Granted freedom: Malaysia's government has granted freedom to 125 mostly criminal suspects kept under police watch and prevented from traveling.
It is the latest step in Prime Minister Najib Razak's move to abolish decades-old security laws that human rights and opposition groups have criticized as draconian.
Gunman arrested: Philippine police have arrested an Abu Sayyaf gunman who allegedly helped behead seven Filipino workers while singing a militant song in a grisly 2007 crime, officials said today.
Police said Adzhar Mawalil was captured Tuesday by government forces on southern Jolo island. Mawalil, 32, has also been implicated in the 2000 kidnappings of 21 mostly European tourists from a dive resort in neighboring Malaysia and the 2009 abductions of three Filipino, Italian and Swiss aid workers for the International Committee of the Red Cross in Jolo, national police spokesman Agrimero Cruz said.
All the captives from the Malaysian resort and the Red Cross were eventually freed, reportedly after large ransom payments.
Mawalil appeared in a video circulated by Abu Sayyaf militants showing them beheading six road project workers and a factory worker while singing a song in a Jolo jungle in 2007. The video helped authorities identify and capture Mawalil in Sulu province's Jolo town, two security officials said.

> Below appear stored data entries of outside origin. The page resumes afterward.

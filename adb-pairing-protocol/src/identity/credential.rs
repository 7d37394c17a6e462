//! This device's pairing identity

use crate::{PairingError, Result};
use base64::engine::general_purpose::STANDARD;
use base64::Engine;
use rcgen::{Certificate, CertificateParams, DistinguishedName, DnType, PKCS_ECDSA_P256_SHA256};
use ring::rand::SystemRandom;
use ring::signature::{EcdsaKeyPair, KeyPair, ECDSA_P256_SHA256_ASN1_SIGNING};
use serde::{Deserialize, Serialize};
use sha2::{Digest, Sha256};
use std::fmt;
use zeroize::Zeroizing;

/// Current on-disk record version
const RECORD_VERSION: u8 = 1;

#[derive(Serialize, Deserialize)]
struct IdentityRecordV1 {
    version: u8,
    device_name: String,
    private_key_pkcs8: String,
}

/// ECDSA P-256 keypair plus the name announced to the peer
pub struct PairingCredential {
    pkcs8: Zeroizing<Vec<u8>>,
    public_key: Vec<u8>,
    device_name: String,
}

impl PairingCredential {
    /// Generate a fresh keypair
    pub fn generate(device_name: impl Into<String>) -> Result<Self> {
        let rng = SystemRandom::new();
        let document = EcdsaKeyPair::generate_pkcs8(&ECDSA_P256_SHA256_ASN1_SIGNING, &rng)
            .map_err(|_| PairingError::Key("keypair generation failed".to_string()))?;
        Self::from_pkcs8(document.as_ref().to_vec(), device_name)
    }

    /// Load from a PKCS#8 document, validating the key
    pub fn from_pkcs8(pkcs8: Vec<u8>, device_name: impl Into<String>) -> Result<Self> {
        let pkcs8 = Zeroizing::new(pkcs8);
        let key_pair = EcdsaKeyPair::from_pkcs8(
            &ECDSA_P256_SHA256_ASN1_SIGNING,
            &pkcs8,
            &SystemRandom::new(),
        )
        .map_err(|e| PairingError::Key(format!("invalid private key: {}", e)))?;

        Ok(Self {
            public_key: key_pair.public_key().as_ref().to_vec(),
            pkcs8,
            device_name: device_name.into(),
        })
    }

    /// Uncompressed SEC1 public key (65 bytes)
    pub fn public_key(&self) -> &[u8] {
        &self.public_key
    }

    pub fn device_name(&self) -> &str {
        &self.device_name
    }

    pub(crate) fn private_key_der(&self) -> &[u8] {
        &self.pkcs8
    }

    /// SHA-256 of the public key as colon separated hex
    pub fn fingerprint(&self) -> String {
        let digest = Sha256::digest(&self.public_key);
        digest
            .iter()
            .map(|b| hex::encode_upper([*b]))
            .collect::<Vec<_>>()
            .join(":")
    }

    /// Self-signed certificate for the TLS client handshake
    pub fn certificate_der(&self) -> Result<Vec<u8>> {
        let key_pair = rcgen::KeyPair::from_der(&self.pkcs8)
            .map_err(|e| PairingError::Key(format!("unusable private key: {}", e)))?;

        let mut distinguished_name = DistinguishedName::new();
        distinguished_name.push(DnType::CommonName, self.device_name.as_str());

        let mut params = CertificateParams::default();
        params.distinguished_name = distinguished_name;
        params.alg = &PKCS_ECDSA_P256_SHA256;
        params.key_pair = Some(key_pair);

        Certificate::from_params(params)
            .and_then(|cert| cert.serialize_der())
            .map_err(|e| PairingError::Key(format!("certificate generation failed: {}", e)))
    }

    /// Encode the persisted record
    pub(crate) fn to_record(&self) -> Result<Vec<u8>> {
        let record = IdentityRecordV1 {
            version: RECORD_VERSION,
            device_name: self.device_name.clone(),
            private_key_pkcs8: STANDARD.encode(self.pkcs8.as_slice()),
        };
        serde_json::to_vec_pretty(&record)
            .map_err(|e| PairingError::Key(format!("encoding identity record: {}", e)))
    }

    /// Decode a persisted record; any defect is a key error
    pub(crate) fn from_record(bytes: &[u8]) -> Result<Self> {
        let record: IdentityRecordV1 = serde_json::from_slice(bytes)
            .map_err(|e| PairingError::Key(format!("corrupt identity record: {}", e)))?;

        if record.version != RECORD_VERSION {
            return Err(PairingError::Key(format!(
                "unsupported identity record version {}",
                record.version
            )));
        }

        let pkcs8 = STANDARD
            .decode(record.private_key_pkcs8.as_bytes())
            .map_err(|e| PairingError::Key(format!("corrupt private key encoding: {}", e)))?;

        Self::from_pkcs8(pkcs8, record.device_name)
    }
}

impl fmt::Debug for PairingCredential {
    fn fmt(&self, f: &mut fmt::Formatter<'_>) -> fmt::Result {
        f.debug_struct("PairingCredential")
            .field("device_name", &self.device_name)
            .field("fingerprint", &self.fingerprint())
            .finish_non_exhaustive()
    }
}

#[cfg(test)]
mod tests {
    use super::*;

    #[test]
    fn test_generate_and_record_round_trip() {
        let credential = PairingCredential::generate("tester@host").unwrap();
        assert_eq!(credential.public_key().len(), 65);
        assert_eq!(credential.public_key()[0], 0x04);

        let record = credential.to_record().unwrap();
        let restored = PairingCredential::from_record(&record).unwrap();
        assert_eq!(restored.public_key(), credential.public_key());
        assert_eq!(restored.device_name(), "tester@host");
    }

    #[test]
    fn test_corrupt_records_are_key_errors() {
        let bad = [
            &b"not json"[..],
            br#"{"version":2,"device_name":"x","private_key_pkcs8":""}"#,
            br#"{"version":1,"device_name":"x","private_key_pkcs8":"%%%"}"#,
            br#"{"version":1,"device_name":"x","private_key_pkcs8":"AAAA"}"#,
        ];
        for bytes in bad {
            let err = PairingCredential::from_record(bytes).unwrap_err();
            assert!(matches!(err, PairingError::Key(_)), "{:?}", err);
        }
    }

    #[test]
    fn test_fingerprint_format() {
        let credential = PairingCredential::generate("fp").unwrap();
        let fp = credential.fingerprint();
        assert_eq!(fp.len(), 32 * 3 - 1);
        assert_eq!(fp.split(':').count(), 32);

        let digest = Sha256::digest(credential.public_key());
        for (pair, byte) in fp.split(':').zip(digest.iter()) {
            assert_eq!(pair, pair.to_ascii_uppercase());
            assert_eq!(u8::from_str_radix(pair, 16).unwrap(), *byte);
        }
    }

    #[test]
    fn test_certificate_is_der() {
        let credential = PairingCredential::generate("cert test").unwrap();
        let der = credential.certificate_der().unwrap();
        // DER SEQUENCE tag
        assert_eq!(der[0], 0x30);
    }

    #[test]
    fn test_debug_hides_private_key() {
        let credential = PairingCredential::generate("debug").unwrap();
        let shown = format!("{:?}", credential);
        assert!(shown.contains("fingerprint"));
        assert!(!shown.contains("pkcs8"));
    }
}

The two officials, who help oversee assaults against the Abu Sayyaf, spoke on condition of anonymity because they are not authorized to talk to the media.
The seven workers were killed by the Abu Sayyaf after the construction company refused to pay a ransom demanded by the militants, officials said at the time. Their heads were dumped by the militants near the gates of a Jolo army detachment to mock government troops.
The Abu Sayyaf, which is listed by Washington as an al-Qaida-linked terrorist organization, has been blamed for deadly bombings, abductions and beheadings. It has been the target of a decade-long U.S.-backed Philippine military offensive on Jolo and the nearby island province of Basilan.
Army scout rangers battled about 50 heavily armed Abu Sayyaf members Wednesday in a forest near Basilan's Al Barka town in fierce fighting that killed a soldier and wounded two others. Several militants were believed wounded but were dragged away by their companions, who retreated after three hours, army spokesman Maj. Harold Cabunoc said.
Reinforcement troops were pursuing the militants, Cabunoc said.
Nearly 400 Abu Sayyaf gunmen remain at large in the jungles of Jolo, an impoverished Muslim region about 590 miles (950 kilometers) south of Manila, and in Basilan and outlying islands. Washington has offered large rewards for the capture of the Abu Sayyaf's remaining top commanders.